Valproic Acid Prevents Renal Dysfunction and Inflammation in the Ischemia-Reperfusion Injury Model

Abstract

Ischemia-reperfusion injury (IRI) is a major contributor to acute kidney injury (AKI). At present, there are no effective therapies to prevent AKI. The aim of this study was to analyse whether valproic acid (VPA), a histone deacetylase inhibitor with anti-inflammatory properties, prevents renal IRI. Male Wistar rats were divided into three groups: SHAM rats were subjected to a SHAM surgery, IRI rats underwent bilateral renal ischemia for 45 min, and IRI + VPA rats were treated with VPA at 300 mg/kg twice daily 2 days before bilateral IRI. Animals were euthanized at 48 hours after IRI. VPA attenuated renal dysfunction after ischemia, which was characterized by a decrease in BUN (mg/dL), serum creatinine (mg/dL), and FENa (%) in the IRI + VPA group (39 ± 11, 0.5 ± 0.05, and 0.5 ± 0.06, resp.) compared with the IRI group (145 ± 35, 2.7 ± 0.05, and 4.9 ± 1, resp.; p < 0.001).
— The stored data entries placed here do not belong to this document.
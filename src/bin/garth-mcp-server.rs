// ABOUTME: Server binary speaking MCP over stdio for Garmin Connect data access
// ABOUTME: Wires configuration, logging, the Garmin client, and the transport
//
// Licensed under the Apache License, Version 2.0 <LICENSE-APACHE or
// http://www.apache.org/licenses/LICENSE-2.0> or the MIT license
// <LICENSE-MIT or http://opensource.org/licenses/MIT>, at your
// option. This file may not be copied, modified, or distributed
// except according to those terms.

//! # Garth MCP Server Binary
//!
//! Starts the stdio MCP server. The JSON-RPC stream owns stdout; all
//! diagnostics go to stderr. Session credentials come from `GARTH_TOKEN`,
//! produced by any garth-compatible login flow.

use anyhow::Result;
use clap::Parser;
use garth_mcp_server::{
    config::ServerConfig,
    garmin::GarminClient,
    logging::{LogFormat, LoggingConfig},
    mcp::{ProtocolHandler, StdioTransport},
    tools::{registry, ToolExecutor},
};
use tracing::info;

#[derive(Parser)]
#[command(name = "garth-mcp-server")]
#[command(about = "Garmin Connect data for AI assistants over the Model Context Protocol")]
pub struct Args {
    /// Override the log level (error, warn, info, debug, trace)
    #[arg(long)]
    log_level: Option<String>,

    /// Override the log format (pretty, compact, json)
    #[arg(long)]
    log_format: Option<String>,
}

#[tokio::main]
async fn main() -> Result<()> {
    // MCP launchers sometimes pass arguments this binary does not know;
    // fall back to environment-driven defaults rather than dying at startup
    let args = match Args::try_parse() {
        Ok(args) => args,
        Err(e) => {
            eprintln!("Argument parsing failed: {e}");
            eprintln!("Continuing with environment configuration");
            Args {
                log_level: None,
                log_format: None,
            }
        }
    };

    let mut logging_config = LoggingConfig::from_env();
    if let Some(level) = args.log_level {
        logging_config.level = level;
    }
    if let Some(format) = args.log_format {
        logging_config.format = match format.as_str() {
            "json" => LogFormat::Json,
            "compact" => LogFormat::Compact,
            _ => LogFormat::Pretty,
        };
    }
    logging_config.init()?;

    let config = ServerConfig::from_env()?;
    let client = GarminClient::new(&config.garmin)?;
    let executor = ToolExecutor::new(client);
    let handler = ProtocolHandler::new(executor);
    let transport = StdioTransport::new(handler, logging_config.truncate_mcp_logs);

    info!(
        server.name = %config.protocol.server_name,
        server.version = %config.protocol.server_version,
        protocol.version = %config.protocol.mcp_version,
        tool_count = registry::ALL_TOOLS.len(),
        "Garth MCP server ready"
    );

    tokio::select! {
        result = transport.run() => {
            result?;
            info!("stdin closed, shutting down");
        }
        _ = tokio::signal::ctrl_c() => {
            info!("Received interrupt signal, shutting down");
        }
    }

    Ok(())
}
Additionally, significantly lower acute tubular necrosis grade and number of apoptotic cells were found in the IRI + VPA group compared to the IRI group (p < 0.001). Furthermore, VPA treatment reduced inflammatory cellular infiltration and expression of proinflammatory cytokines. These data suggest that VPA prevents the renal dysfunction and inflammation that is associated with renal IRI.